• TASK TO CARRY OUT: Check every line below for the word "fired" and show those that hold it.

BEGIN GIVEN RECORDS

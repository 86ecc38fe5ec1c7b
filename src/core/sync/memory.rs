//! In-memory display + GPU sync backend.
//!
//! Models just enough of the SYNC extension and GL sync objects for the
//! ring to run without an X server: fences carry a triggered flag, counters
//! fire alarms on positive comparison, GPU completion syncs signal at once
//! unless the GPU is marked stalled. Faults can be injected to exercise the
//! recovery paths. Clones share one server, so a test can keep a handle for
//! inspection while the ring owns the others.

use std::cell::RefCell;
use std::collections::{HashMap, VecDeque};
use std::rc::Rc;
use std::time::Duration;

use crate::core::errors::{CapabilityError, SyncError};
use crate::core::sync::backend::{
    AlarmId, AlarmNotify, DisplaySync, GpuSync, SyncExtensionInfo, WaitStatus, XAlarm, XCounter,
    XFence, REQUIRED_GL_EXTENSIONS,
};

const FIRST_EVENT: u8 = 83;

#[derive(Debug)]
struct Alarm {
    counter: u32,
    wait_value: i64,
    active: bool,
}

#[derive(Debug)]
enum GpuObject {
    Imported { fence: u32 },
    Completion,
}

/// Call counters, used to assert that a disabled ring stays silent.
#[derive(Debug, Clone, Copy, Default, PartialEq, Eq)]
pub struct CallCounts {
    pub host: usize,
    pub gpu: usize,
    pub round_trips: usize,
}

#[derive(Debug)]
struct Server {
    next_xid: u32,
    next_sync: u64,
    fences: HashMap<u32, bool>,
    counters: HashMap<u32, i64>,
    alarms: HashMap<u32, Alarm>,
    gpu_objects: HashMap<u64, GpuObject>,
    events: VecDeque<AlarmNotify>,
    calls: CallCounts,
    has_sync_extension: bool,
    gl_extensions: Vec<String>,
    gpu_stalled: bool,
    drop_alarm_events: bool,
    gpu_waits_on_untriggered: usize,
}

impl Server {
    fn new() -> Self {
        Self {
            next_xid: 0x0020_0001,
            next_sync: 1,
            fences: HashMap::new(),
            counters: HashMap::new(),
            alarms: HashMap::new(),
            gpu_objects: HashMap::new(),
            events: VecDeque::new(),
            calls: CallCounts::default(),
            has_sync_extension: true,
            gl_extensions: REQUIRED_GL_EXTENSIONS.iter().map(|s| s.to_string()).collect(),
            gpu_stalled: false,
            drop_alarm_events: false,
            gpu_waits_on_untriggered: 0,
        }
    }

    fn allocate_xid(&mut self) -> u32 {
        let xid = self.next_xid;
        self.next_xid += 1;
        xid
    }

    fn evaluate_alarms(&mut self, counter: u32) {
        let Some(&value) = self.counters.get(&counter) else {
            return;
        };
        let mut fired = Vec::new();
        for (&xid, alarm) in self.alarms.iter_mut() {
            if alarm.counter == counter && alarm.active && value >= alarm.wait_value {
                // delta 0: the alarm goes inactive until changed again
                alarm.active = false;
                fired.push(xid);
            }
        }
        fired.sort_unstable();
        if self.drop_alarm_events {
            return;
        }
        for xid in fired {
            self.events.push_back(AlarmNotify {
                alarm: AlarmId(xid),
                counter_value: value,
            });
        }
    }
}

/// GPU sync handle of the in-memory backend.
#[derive(Debug, PartialEq, Eq)]
pub struct MemoryGpuSync(u64);

/// Shared in-memory server implementing both backend traits.
#[derive(Debug, Clone)]
pub struct MemorySync {
    server: Rc<RefCell<Server>>,
}

impl Default for MemorySync {
    fn default() -> Self {
        Self::new()
    }
}

impl MemorySync {
    pub fn new() -> Self {
        Self {
            server: Rc::new(RefCell::new(Server::new())),
        }
    }

    /// Backend whose X server lacks the SYNC extension.
    pub fn without_sync_extension() -> Self {
        let backend = Self::new();
        backend.server.borrow_mut().has_sync_extension = false;
        backend
    }

    /// Backend whose GL implementation advertises only `extensions`.
    pub fn with_gl_extensions(extensions: &[&str]) -> Self {
        let backend = Self::new();
        backend.server.borrow_mut().gl_extensions =
            extensions.iter().map(|s| s.to_string()).collect();
        backend
    }

    /// While stalled, completion syncs never signal.
    pub fn set_gpu_stalled(&self, stalled: bool) {
        self.server.borrow_mut().gpu_stalled = stalled;
    }

    /// Swallow alarm notifications instead of queueing them.
    pub fn set_drop_alarm_events(&self, drop: bool) {
        self.server.borrow_mut().drop_alarm_events = drop;
    }

    /// Next pending alarm notification, as the display event loop would read it.
    pub fn poll_event(&self) -> Option<AlarmNotify> {
        self.server.borrow_mut().events.pop_front()
    }

    pub fn pending_events(&self) -> usize {
        self.server.borrow().events.len()
    }

    pub fn calls(&self) -> CallCounts {
        self.server.borrow().calls
    }

    /// Fences, counters, alarms and GPU syncs that have not been destroyed.
    pub fn live_object_count(&self) -> usize {
        let server = self.server.borrow();
        server.fences.len() + server.counters.len() + server.alarms.len() + server.gpu_objects.len()
    }

    pub fn triggered_fence_count(&self) -> usize {
        self.server.borrow().fences.values().filter(|&&t| t).count()
    }

    /// Times the GPU was told to wait on a fence the server had not triggered.
    pub fn gpu_waits_on_untriggered(&self) -> usize {
        self.server.borrow().gpu_waits_on_untriggered
    }
}

impl DisplaySync for MemorySync {
    fn query_capabilities(&mut self) -> Result<SyncExtensionInfo, CapabilityError> {
        let mut server = self.server.borrow_mut();
        server.calls.host += 1;
        if !server.has_sync_extension {
            return Err(CapabilityError::MissingExtension("SYNC"));
        }
        Ok(SyncExtensionInfo {
            major_version: 3,
            minor_version: 1,
            first_event: FIRST_EVENT,
        })
    }

    fn create_fence(&mut self) -> Result<XFence, SyncError> {
        let mut server = self.server.borrow_mut();
        server.calls.host += 1;
        let xid = server.allocate_xid();
        server.fences.insert(xid, false);
        Ok(XFence::from_raw(xid))
    }

    fn trigger_fence(&mut self, fence: &XFence) -> Result<(), SyncError> {
        let mut server = self.server.borrow_mut();
        server.calls.host += 1;
        match server.fences.get_mut(&fence.raw()) {
            Some(triggered) => {
                *triggered = true;
                Ok(())
            }
            None => Err(SyncError::connection(format!("BadFence {:#x}", fence.raw()))),
        }
    }

    fn reset_fence(&mut self, fence: &XFence) -> Result<(), SyncError> {
        let mut server = self.server.borrow_mut();
        server.calls.host += 1;
        match server.fences.get_mut(&fence.raw()) {
            // Resetting an untriggered fence is a BadMatch on a real server
            Some(triggered) if *triggered => {
                *triggered = false;
                Ok(())
            }
            Some(_) => Err(SyncError::connection(format!("BadMatch resetting {:#x}", fence.raw()))),
            None => Err(SyncError::connection(format!("BadFence {:#x}", fence.raw()))),
        }
    }

    fn destroy_fence(&mut self, fence: XFence) {
        let mut server = self.server.borrow_mut();
        server.calls.host += 1;
        server.fences.remove(&fence.raw());
    }

    fn create_counter(&mut self, initial: i64) -> Result<XCounter, SyncError> {
        let mut server = self.server.borrow_mut();
        server.calls.host += 1;
        let xid = server.allocate_xid();
        server.counters.insert(xid, initial);
        Ok(XCounter::from_raw(xid))
    }

    fn set_counter(&mut self, counter: &XCounter, value: i64) -> Result<(), SyncError> {
        let mut server = self.server.borrow_mut();
        server.calls.host += 1;
        match server.counters.get_mut(&counter.raw()) {
            Some(current) => *current = value,
            None => return Err(SyncError::connection(format!("BadCounter {:#x}", counter.raw()))),
        }
        server.evaluate_alarms(counter.raw());
        Ok(())
    }

    fn destroy_counter(&mut self, counter: XCounter) {
        let mut server = self.server.borrow_mut();
        server.calls.host += 1;
        server.counters.remove(&counter.raw());
    }

    fn create_alarm(&mut self, counter: &XCounter, wait_value: i64) -> Result<XAlarm, SyncError> {
        let mut server = self.server.borrow_mut();
        server.calls.host += 1;
        if !server.counters.contains_key(&counter.raw()) {
            return Err(SyncError::connection(format!("BadCounter {:#x}", counter.raw())));
        }
        let xid = server.allocate_xid();
        server.alarms.insert(
            xid,
            Alarm {
                counter: counter.raw(),
                wait_value,
                active: true,
            },
        );
        server.evaluate_alarms(counter.raw());
        Ok(XAlarm::from_raw(xid))
    }

    fn change_alarm(&mut self, alarm: &XAlarm, wait_value: i64) -> Result<(), SyncError> {
        let mut server = self.server.borrow_mut();
        server.calls.host += 1;
        let counter = match server.alarms.get_mut(&alarm.raw()) {
            Some(state) => {
                state.wait_value = wait_value;
                state.active = true;
                state.counter
            }
            None => return Err(SyncError::connection(format!("BadAlarm {:#x}", alarm.raw()))),
        };
        server.evaluate_alarms(counter);
        Ok(())
    }

    fn destroy_alarm(&mut self, alarm: XAlarm) {
        let mut server = self.server.borrow_mut();
        server.calls.host += 1;
        server.alarms.remove(&alarm.raw());
    }

    fn flush(&mut self) -> Result<(), SyncError> {
        self.server.borrow_mut().calls.host += 1;
        Ok(())
    }

    fn round_trip(&mut self) -> Result<(), SyncError> {
        let mut server = self.server.borrow_mut();
        server.calls.host += 1;
        server.calls.round_trips += 1;
        Ok(())
    }

    fn wait_for_alarm(&mut self, alarm: AlarmId) -> Result<AlarmNotify, SyncError> {
        let mut server = self.server.borrow_mut();
        server.calls.host += 1;
        match server.events.iter().position(|event| event.alarm == alarm) {
            Some(pos) => server
                .events
                .remove(pos)
                .ok_or_else(|| SyncError::connection("event queue changed while draining")),
            None => Err(SyncError::connection(format!(
                "alarm {:#x} will never be delivered",
                alarm.0
            ))),
        }
    }
}

impl GpuSync for MemorySync {
    type Sync = MemoryGpuSync;

    fn extensions(&self) -> Result<Vec<String>, CapabilityError> {
        let mut server = self.server.borrow_mut();
        server.calls.gpu += 1;
        Ok(server.gl_extensions.clone())
    }

    fn import_fence(&mut self, fence: &XFence) -> Result<MemoryGpuSync, SyncError> {
        let mut server = self.server.borrow_mut();
        server.calls.gpu += 1;
        if !server.fences.contains_key(&fence.raw()) {
            return Err(SyncError::gpu(format!("cannot import unknown fence {:#x}", fence.raw())));
        }
        let id = server.next_sync;
        server.next_sync += 1;
        server
            .gpu_objects
            .insert(id, GpuObject::Imported { fence: fence.raw() });
        Ok(MemoryGpuSync(id))
    }

    fn wait_sync(&mut self, sync: &MemoryGpuSync) {
        let mut server = self.server.borrow_mut();
        server.calls.gpu += 1;
        let untriggered = match server.gpu_objects.get(&sync.0) {
            Some(GpuObject::Imported { fence }) => !server.fences.get(fence).copied().unwrap_or(false),
            _ => false,
        };
        if untriggered {
            server.gpu_waits_on_untriggered += 1;
        }
    }

    fn fence_sync(&mut self) -> Result<MemoryGpuSync, SyncError> {
        let mut server = self.server.borrow_mut();
        server.calls.gpu += 1;
        let id = server.next_sync;
        server.next_sync += 1;
        server.gpu_objects.insert(id, GpuObject::Completion);
        Ok(MemoryGpuSync(id))
    }

    fn client_wait_sync(&mut self, sync: &MemoryGpuSync, _timeout: Duration) -> WaitStatus {
        let mut server = self.server.borrow_mut();
        server.calls.gpu += 1;
        match server.gpu_objects.get(&sync.0) {
            Some(GpuObject::Completion) if server.gpu_stalled => WaitStatus::TimeoutExpired,
            Some(GpuObject::Completion) => WaitStatus::ConditionSatisfied,
            _ => WaitStatus::WaitFailed,
        }
    }

    fn delete_sync(&mut self, sync: MemoryGpuSync) {
        let mut server = self.server.borrow_mut();
        server.calls.gpu += 1;
        server.gpu_objects.remove(&sync.0);
    }
}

END GIVEN RECORDS

• PROBLEM SOLUTION:
        let mut fired = Vec::new();
                fired.push(xid);
        fired.sort_unstable();
        for xid in fired {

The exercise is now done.